However, although altering NASA’s spaceflight program to take these new possibilities into account would undoubtedly be the cornerstone of the next presidential term’s spaceflight policy, that task would not be Richards’. In late 2003, just as she was organizing her re-election campaign ahead of a primary in which virtually no serious opposition was expected, the president was diagnosed with throat cancer. Projected by the best available doctors as having less than two years two years to live, Richards withdrew from the race, leaving the Democratic field in chaos just before the Iowa caucuses. The primary candidates to emerge in the wake of her departure were her vice-president, Evan Bayh, and Richard’s primary opponent in 2000, former DNC chairman and Governor of Arkansas Bill Clinton. Extensively tied into the DNC machine and a consummate political operator, Clinton’s showing in Iowa was quite strong, as his charisma carried him ahead of Byah, who seemed to be assuming that sympathy for the President’s condition and his own position as vice-president would effortlessly carry him to victory. Before Clinton could consolidate his position with a victory in the New Hampshire, however , stories began to break accusing the former DNC chair of financial malfeasance connected to serial marital infidelity. The initial rumblings of the scandal (and a certain degree of advocacy by Richards herself) helped Bayh secure a narrow win over Clinton in New Hampshire, and despite the best efforts of the Clinton machine, stories of questionable fundraising, controversial financial deals, and adulterous affairs continued for week after week afterwards as the primary season moved on. In South Carolina and other more-conservative states, Bayh’s traditional focus on family contrasted strongly against the increasingly-beleaguered Clinton campaign. The win in South Carolina was followed by others for Bayh, and by Super Tuesday, Clinton finally withdrew from the race, declining to push through to the convention under fire.

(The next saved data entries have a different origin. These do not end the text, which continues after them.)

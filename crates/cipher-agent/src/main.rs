//! cipher-agent - privacy mixer agent for a fixed-denomination pool
//!
//! Every agent is simultaneously a shielded-pool client, a commitment-tree
//! replica, a Kademlia participant and a delayed relayer for other agents.

use anyhow::{Context, Result};
use cipher_agent::agent::Agent;
use cipher_agent::config::AgentConfig;
use cipher_agent::sidecar::HttpProver;
use cipher_chain::{ChainClient, MockChain, RpcChain};
use cipher_core::prover::{Prover, StubProver};
use clap::Parser;
use std::path::PathBuf;
use std::sync::Arc;
use std::time::Duration;
use tracing_subscriber::{fmt, prelude::*, EnvFilter};

#[derive(Parser)]
#[command(name = "cipher-agent")]
#[command(about = "Peer-to-peer privacy mixer agent")]
#[command(version)]
struct Cli {
    /// State directory (default: ~/.cipher-agent)
    #[arg(long)]
    data_dir: Option<PathBuf>,

    /// Pool gateway JSON-RPC endpoint
    #[arg(long, default_value = "http://127.0.0.1:8899")]
    rpc_url: String,

    /// Prover sidecar endpoint (in-process stub when omitted)
    #[arg(long)]
    prover_url: Option<String>,

    /// Tree-sharing / relayer HTTP port
    #[arg(long, default_value = "8550")]
    http_port: u16,

    /// Kademlia DHT port
    #[arg(long, default_value = "8549")]
    dht_port: u16,

    /// LAN beacon UDP port
    #[arg(long, default_value = "8548")]
    beacon_port: u16,

    /// Seed peers, host:port, repeatable
    #[arg(long = "bootstrap")]
    bootstrap: Vec<String>,

    /// Public host to advertise to the network
    #[arg(long)]
    public_host: Option<String>,

    /// Wallet key file instead of <data-dir>/agent-wallet.json
    #[arg(long)]
    wallet: Option<PathBuf>,

    /// Accept RFC-1918 peers (local testnets)
    #[arg(long)]
    dev: bool,

    /// Run against an in-memory chain instead of the gateway
    #[arg(long)]
    offline: bool,

    /// Log secret material (deposit codes) at debug level
    #[arg(long)]
    debug_secrets: bool,

    #[command(subcommand)]
    command: Command,
}

#[derive(Parser)]
enum Command {
    /// Run the agent with the auto-mix loop
    Run {
        /// Stop mixing after this many seconds
        #[arg(long)]
        duration: Option<u64>,

        /// Serve tree and relayer traffic but never mix our own funds
        #[arg(long)]
        serve_only: bool,
    },

    /// Make a single deposit
    Deposit {
        /// Amount in base units
        #[arg(short, long, default_value = "1000000")]
        amount: u64,
    },

    /// Withdraw one pending deposit
    Withdraw {
        /// Amount in base units
        #[arg(short, long, default_value = "1000000")]
        amount: u64,

        /// Recipient address; a fresh key when omitted
        #[arg(short, long)]
        recipient: Option<String>,
    },

    /// Show deposit book and peer summary
    Status,
}

#[tokio::main]
async fn main() -> Result<()> {
    tracing_subscriber::registry()
        .with(fmt::layer())
        .with(
            EnvFilter::from_default_env()
                .add_directive("cipher_agent=info".parse().expect("static directive"))
                .add_directive("cipher_dht=info".parse().expect("static directive")),
        )
        .init();

    let cli = Cli::parse();
    let config = build_config(&cli)?;

    let chain: Arc<dyn ChainClient> = if cli.offline {
        tracing::warn!("running against an in-memory chain");
        Arc::new(MockChain::with_balance(u64::MAX / 2))
    } else {
        Arc::new(RpcChain::new(&config.rpc_url))
    };
    let prover: Arc<dyn Prover> = match &config.prover_url {
        Some(url) => Arc::new(HttpProver::new(url)),
        None => Arc::new(StubProver),
    };

    let agent = Agent::new(config, chain, prover)
        .await
        .context("agent initialization failed")?;

    match cli.command {
        Command::Run { serve_only, .. } => {
            agent.start().await.context("agent start failed")?;
            if serve_only {
                tokio::signal::ctrl_c().await?;
            } else {
                let mixing = agent.run_auto_mix();
                tokio::select! {
                    _ = mixing => {}
                    _ = tokio::signal::ctrl_c() => {}
                }
            }
            agent.stop();
        }
        Command::Deposit { amount } => {
            let outcome = agent.deposit(amount).await?;
            println!("tx:         {}", outcome.tx_id);
            println!("commitment: {}", outcome.commitment);
            println!("code:       {}", outcome.deposit_code);
        }
        Command::Withdraw { amount, recipient } => {
            agent.start().await.context("agent start failed")?;
            let recipient =
                recipient.unwrap_or_else(cipher_agent::wallet::fresh_recipient);
            let outcome = agent.withdraw(amount, &recipient).await?;
            match outcome.relayer {
                Some(relayer) => println!("queued at {relayer} as {}", outcome.reference),
                None => println!("queued locally as {}", outcome.reference),
            }
            agent.stop();
        }
        Command::Status => {
            let records = agent.book().all().await?;
            let pending = records.iter().filter(|r| !r.withdrawn).count();
            println!("address:   {}", agent.wallet().address());
            println!("deposits:  {} ({} pending)", records.len(), pending);
            println!("chunks:    {:?}", agent.store().advertised_chunks());
            println!("peers:     {}", agent.peers().len());
        }
    }
    Ok(())
}

fn build_config(cli: &Cli) -> Result<AgentConfig> {
    let mut config = AgentConfig {
        http_port: cli.http_port,
        dht_port: cli.dht_port,
        beacon_port: cli.beacon_port,
        rpc_url: cli.rpc_url.clone(),
        prover_url: cli.prover_url.clone(),
        public_host: cli.public_host.clone(),
        dev_mode: cli.dev,
        debug_secrets: cli.debug_secrets,
        wallet_path: cli.wallet.clone(),
        ..AgentConfig::default()
    };
    if let Some(dir) = &cli.data_dir {
        config.data_dir = dir.clone();
    }
    for seed in &cli.bootstrap {
        let (host, port) = seed
            .rsplit_once(':')
            .with_context(|| format!("bootstrap peer {seed:?} is not host:port"))?;
        let port: u16 = port
            .parse()
            .with_context(|| format!("bootstrap peer {seed:?} has a bad port"))?;
        config.bootstrap.push((host.to_string(), port));
    }
    if let Command::Run {
        duration: Some(seconds),
        ..
    } = &cli.command
    {
        config.mix.deadline = Some(Duration::from_secs(*seconds));
    }
    Ok(config)
}
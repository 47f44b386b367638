//! DHT node: server loop, message handlers, iterative lookup and the
//! rendezvous operations built on it.

use crate::id::NodeId;
use crate::peer::{validate_endpoint, Peer, PeerContact};
use crate::protocol::{
    new_tx_id, read_frame, write_envelope, Envelope, FindNodeData, FindValueData, MessageKind,
    NodesData, PingData, StoreData, ValueData,
};
use crate::routing::RoutingTable;
use crate::transport::Transport;
use crate::{ALPHA, IDLE_TIMEOUT, K, MAX_CONNECTIONS, MAX_RECORDS_PER_KEY, MAX_ROUNDS};
use cipher_core::error::{Error, Result};
use cipher_core::NETWORK_ID;
use futures::future::join_all;
use serde_json::{json, Value};
use std::collections::hash_map::Entry;
use std::collections::{HashMap, HashSet};
use std::net::SocketAddr;
use std::sync::atomic::{AtomicU16, Ordering};
use std::sync::{Arc, Mutex};
use tokio::net::{TcpListener, TcpStream};
use tokio::sync::Semaphore;
use tokio::time::timeout;
use tracing::{debug, info, trace, warn};

pub struct DhtNode {
    id: NodeId,
    port: AtomicU16,
    allow_private: bool,
    table: Mutex<RoutingTable>,
    records: Mutex<HashMap<String, Vec<Value>>>,
    transport: Transport,
    limit: Arc<Semaphore>,
}

impl DhtNode {
    pub fn new(id: NodeId, allow_private: bool) -> Arc<Self> {
        let limit = Arc::new(Semaphore::new(MAX_CONNECTIONS));
        Arc::new(Self {
            id,
            port: AtomicU16::new(0),
            allow_private,
            table: Mutex::new(RoutingTable::new(id)),
            records: Mutex::new(HashMap::new()),
            transport: Transport::new(Arc::clone(&limit)),
            limit,
        })
    }

    pub fn id(&self) -> NodeId {
        self.id
    }

    /// Listening port; zero until `serve` has bound.
    pub fn port(&self) -> u16 {
        self.port.load(Ordering::Relaxed)
    }

    /// Copy of the routing table contents, closest to `target` first.
    pub fn closest_known(&self, target: &NodeId, k: usize) -> Vec<Peer> {
        self.table.lock().expect("table lock").closest(target, k)
    }

    pub fn peer_count(&self) -> usize {
        self.table.lock().expect("table lock").len()
    }

    /// Bind the server socket and spawn the accept loop.
    pub async fn serve(self: &Arc<Self>, bind: SocketAddr) -> Result<SocketAddr> {
        let listener = TcpListener::bind(bind)
            .await
            .map_err(|e| Error::Network(format!("bind {bind}: {e}")))?;
        let addr = listener
            .local_addr()
            .map_err(|e| Error::Network(e.to_string()))?;
        self.port.store(addr.port(), Ordering::Relaxed);
        info!(%addr, id = %self.id, "dht listening");

        let node = Arc::clone(self);
        tokio::spawn(async move {
            loop {
                let (stream, remote) = match listener.accept().await {
                    Ok(pair) => pair,
                    Err(e) => {
                        warn!(error = %e, "dht accept failed");
                        continue;
                    }
                };
                let Ok(permit) = node.limit.clone().try_acquire_owned() else {
                    drop(stream); // at the connection cap
                    continue;
                };
                let node = Arc::clone(&node);
                tokio::spawn(async move {
                    let _permit = permit;
                    node.handle_connection(stream, remote).await;
                });
            }
        });
        Ok(addr)
    }

    async fn handle_connection(&self, stream: TcpStream, remote: SocketAddr) {
        trace!(%remote, "inbound dht connection");
        let (mut read_half, mut write_half) = stream.into_split();
        loop {
            let frame = match timeout(IDLE_TIMEOUT, read_frame(&mut read_half)).await {
                Ok(Ok(Some(frame))) => frame,
                _ => break,
            };
            // malformed messages are silently discarded
            let Ok(env) = serde_json::from_slice::<Envelope>(&frame) else {
                continue;
            };
            if let Some(reply) = self.dispatch(&env, &remote) {
                if write_envelope(&mut write_half, &reply).await.is_err() {
                    break;
                }
            }
        }
        trace!(%remote, "inbound dht connection closed");
    }

    fn dispatch(&self, env: &Envelope, remote: &SocketAddr) -> Option<Envelope> {
        self.touch_sender(env, remote);
        let my_id = self.id.to_hex();
        match env.kind {
            MessageKind::Ping => Some(env.reply(MessageKind::Pong, my_id, Value::Null)),
            MessageKind::FindNode => {
                let data: FindNodeData = serde_json::from_value(env.data.clone()).ok()?;
                let target = NodeId::from_hex(&data.target).ok()?;
                Some(env.reply(MessageKind::Nodes, my_id, self.nodes_payload(&target)))
            }
            MessageKind::Store => {
                let mut data: StoreData = serde_json::from_value(env.data.clone()).ok()?;
                if let Value::Object(map) = &mut data.value {
                    // record where the sender actually came from, unless it
                    // declared a public host itself
                    map.entry("host".to_string())
                        .or_insert_with(|| Value::String(remote.ip().to_string()));
                }
                self.store_record(&data.key, data.value);
                Some(env.reply(MessageKind::Stored, my_id, Value::Null))
            }
            MessageKind::FindValue => {
                let data: FindValueData = serde_json::from_value(env.data.clone()).ok()?;
                let records = self.records.lock().expect("records lock");
                match records.get(&data.key) {
                    Some(list) if !list.is_empty() => {
                        let payload = serde_json::to_value(ValueData {
                            value: Value::Array(list.clone()),
                        })
                        .ok()?;
                        Some(env.reply(MessageKind::Value, my_id, payload))
                    }
                    _ => {
                        drop(records);
                        let target = NodeId::for_key(&data.key);
                        Some(env.reply(MessageKind::Nodes, my_id, self.nodes_payload(&target)))
                    }
                }
            }
            // responses arriving on the server path have no pending slot
            MessageKind::Pong
            | MessageKind::Nodes
            | MessageKind::Stored
            | MessageKind::Value => None,
        }
    }

    fn nodes_payload(&self, target: &NodeId) -> Value {
        let nodes = self
            .closest_known(target, K)
            .iter()
            .map(Peer::contact)
            .collect();
        serde_json::to_value(NodesData { nodes }).unwrap_or(Value::Null)
    }

    /// Every valid inbound message refreshes the sender's bucket. The
    /// sender's listening port rides in `data.port`; without it we only see
    /// an ephemeral TCP port and skip the insert.
    fn touch_sender(&self, env: &Envelope, remote: &SocketAddr) {
        let Ok(sender) = NodeId::from_hex(&env.id) else {
            return;
        };
        if sender == self.id {
            return;
        }
        let Some(port) = env.data.get("port").and_then(Value::as_u64) else {
            return;
        };
        let Ok(port) = u16::try_from(port) else {
            return;
        };
        let host = remote.ip().to_string();
        if validate_endpoint(&host, port, self.allow_private).is_ok() {
            self.table
                .lock()
                .expect("table lock")
                .touch(Peer::new(sender, host, port));
        }
    }

    fn store_record(&self, key: &str, value: Value) {
        let mut records = self.records.lock().expect("records lock");
        let list = records.entry(key.to_string()).or_default();
        let canonical = value.to_string();
        if list.iter().any(|existing| existing.to_string() == canonical) {
            return;
        }
        if list.len() >= MAX_RECORDS_PER_KEY {
            list.remove(0);
        }
        list.push(value);
    }

    async fn rpc(&self, host: &str, port: u16, kind: MessageKind, data: Value) -> Result<Envelope> {
        let env = Envelope::new(kind, self.id.to_hex(), Some(new_tx_id()), data);
        self.transport.request(host, port, env).await
    }

    /// PING a peer. A PONG inserts it into the routing table: only peers
    /// that responded are ever added by the client path.
    pub async fn ping(&self, host: &str, port: u16) -> Result<NodeId> {
        let data = serde_json::to_value(PingData {
            port: Some(self.port()),
        })
        .map_err(|e| Error::Network(e.to_string()))?;
        let reply = self.rpc(host, port, MessageKind::Ping, data).await?;
        if reply.kind != MessageKind::Pong {
            return Err(Error::Network(format!("expected PONG, got {:?}", reply.kind)));
        }
        let responder = NodeId::from_hex(&reply.id)?;
        if responder != self.id && validate_endpoint(host, port, self.allow_private).is_ok() {
            self.table
                .lock()
                .expect("table lock")
                .touch(Peer::new(responder, host, port));
        }
        Ok(responder)
    }

    async fn find_node(&self, peer: &Peer, target: &NodeId) -> Result<Vec<Peer>> {
        let data = serde_json::to_value(FindNodeData {
            target: target.to_hex(),
            port: Some(self.port()),
        })
        .map_err(|e| Error::Network(e.to_string()))?;
        let reply = self
            .rpc(&peer.host, peer.port, MessageKind::FindNode, data)
            .await?;
        if reply.kind != MessageKind::Nodes {
            return Err(Error::Network(format!("expected NODES, got {:?}", reply.kind)));
        }
        self.table.lock().expect("table lock").touch(peer.clone());
        let data: NodesData = serde_json::from_value(reply.data)
            .map_err(|e| Error::Network(format!("bad NODES payload: {e}")))?;
        Ok(data
            .nodes
            .into_iter()
            .filter_map(|contact| contact.into_peer(self.allow_private).ok())
            .filter(|p| p.id != self.id)
            .collect())
    }

    /// Iterative lookup: seed with the K closest local peers, then query up
    /// to α unqueried candidates per round, merging replies into the
    /// shortlist, until nothing is left to ask or the round cap hits.
    pub async fn lookup(&self, target: NodeId) -> Vec<Peer> {
        let mut shortlist: HashMap<NodeId, Peer> = self
            .closest_known(&target, K)
            .into_iter()
            .map(|p| (p.id, p))
            .collect();
        let mut queried: HashSet<NodeId> = HashSet::new();

        for round in 0..MAX_ROUNDS {
            let mut candidates: Vec<Peer> = shortlist
                .values()
                .filter(|p| !queried.contains(&p.id))
                .cloned()
                .collect();
            if candidates.is_empty() {
                break;
            }
            candidates.sort_by_key(|p| p.id.distance(&target));
            candidates.truncate(ALPHA);
            for peer in &candidates {
                queried.insert(peer.id);
            }

            let replies = join_all(
                candidates
                    .iter()
                    .map(|peer| self.find_node(peer, &target)),
            )
            .await;
            let mut learned = 0usize;
            for reply in replies.into_iter().flatten() {
                for peer in reply {
                    if let Entry::Vacant(slot) = shortlist.entry(peer.id) {
                        slot.insert(peer);
                        learned += 1;
                    }
                }
            }
            trace!(round, learned, shortlist = shortlist.len(), "lookup round");
        }

        let mut result: Vec<Peer> = shortlist.into_values().collect();
        result.sort_by_key(|p| p.id.distance(&target));
        result.truncate(K);
        result
    }

    /// Publish our rendezvous record at the K nodes closest to the network
    /// key. Individual store failures are absorbed.
    pub async fn announce(&self, http_port: u16, public_host: Option<&str>) -> usize {
        let mut record = json!({
            "node_id": self.id.to_hex(),
            "http_port": http_port,
            "timestamp": chrono::Utc::now().timestamp_millis(),
        });
        if let Some(host) = public_host {
            record["host"] = Value::String(host.to_string());
        }
        // we may ourselves be among the closest nodes to the key
        self.store_record(NETWORK_ID, record.clone());

        let closest = self.lookup(NodeId::for_key(NETWORK_ID)).await;
        let stores = closest.iter().map(|peer| async {
            let data = serde_json::to_value(StoreData {
                key: NETWORK_ID.to_string(),
                value: record.clone(),
                port: Some(self.port()),
            })
            .map_err(|e| Error::Network(e.to_string()))?;
            let reply = self
                .rpc(&peer.host, peer.port, MessageKind::Store, data)
                .await?;
            if reply.kind == MessageKind::Stored {
                Ok(())
            } else {
                Err(Error::Network("store not acknowledged".into()))
            }
        });
        let stored = join_all(stores)
            .await
            .into_iter()
            .filter(|r| r.is_ok())
            .count();
        debug!(stored, total = closest.len(), "announce complete");
        stored
    }

    /// Collect rendezvous records from the nodes closest to the network
    /// key, deduplicated by canonical JSON.
    pub async fn find_agents(&self) -> Vec<Value> {
        let closest = self.lookup(NodeId::for_key(NETWORK_ID)).await;
        let queries = closest.iter().map(|peer| async {
            let data = serde_json::to_value(FindValueData {
                key: NETWORK_ID.to_string(),
                port: Some(self.port()),
            })
            .ok()?;
            let reply = self
                .rpc(&peer.host, peer.port, MessageKind::FindValue, data)
                .await
                .ok()?;
            if reply.kind != MessageKind::Value {
                return None;
            }
            let data: ValueData = serde_json::from_value(reply.data).ok()?;
            match data.value {
                Value::Array(records) => Some(records),
                other => Some(vec![other]),
            }
        });

        let mut seen = HashSet::new();
        let mut agents = Vec::new();
        let local = self
            .records
            .lock()
            .expect("records lock")
            .get(NETWORK_ID)
            .cloned()
            .unwrap_or_default();
        for record in local
            .into_iter()
            .chain(join_all(queries).await.into_iter().flatten().flatten())
        {
            if seen.insert(record.to_string()) {
                agents.push(record);
            }
        }
        agents
    }

    /// Join the network through a seed peer, then populate nearby buckets.
    pub async fn bootstrap(&self, host: &str, port: u16) -> Result<()> {
        validate_endpoint(host, port, self.allow_private)?;
        let seed = self.ping(host, port).await?;
        debug!(%seed, host, port, "bootstrap seed responded");
        self.lookup(self.id).await;
        Ok(())
    }
}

On the Republican side, the race was simultaneously more and less chaotic than the Democratic primaries, as the open spot to challenge Richards had seen challengers jockeying for position nearly since her election, unlike the abbreviated shadow primaries on the Democratic side in the wake of Richards’ abrupt resignation from the race. The eventual winner was Senator Keith Woods of Illinois, the former Lieutenant Governor of his home state. In the middle of his second term as Senator, Woods had attracted attention and a reputation for a focus on government spending and economic issues, as well as a bridge-builder seeking to “triangulate” positions on social issues--which, some opponents accused, boiled down to rephrasing traditional GOP positions until moderates couldn’t tell what they were, then calling that compromise. Nevertheless, in the general election, he proved well-suited to speaking to moderates and independents, succeeding in fact where Charlie Salinas in 2000 had only succeeded in theory and primaries, and his economic chops proved an unexpected boon in light of the other major development of late 2003 which affected the race. While the 1994 Christmas Plot had seen a contraction in East Asian and, as a result, American markets, by 2003 the economy had not only recovered, but actually begun to overheat, with a bubble developing behind the wave of high-tech businesses that had sprung up following the development of the Internet before spreading into lending and financial services as people sought to utilize their paper fortunes. In late 2003, the bubble popped, leading to a serious recession which developed throughout the early primary season in 2004, and placed “kitchen table” emphasis on the kinds of traditionally-obscure areas of financial regulation and government spending which were Woods’ traditional portfolio [1]. After securing the nomination, Woods pushed hard in the general election to tie the recession to Richards’ policies, and by extension Vice-President Bayh, playing on the tendency of American voters to associate Presidents with the national economy. In the end, it was a decisive factor: Senator Woods would carry a decisive electoral majority, and be elected the 44th President of the United States of America. As with other Federal Agencies, NASA held its breath to see what Woods would have in store given his traditional critique of extensive discretionary spending on “wasteful” endeavors.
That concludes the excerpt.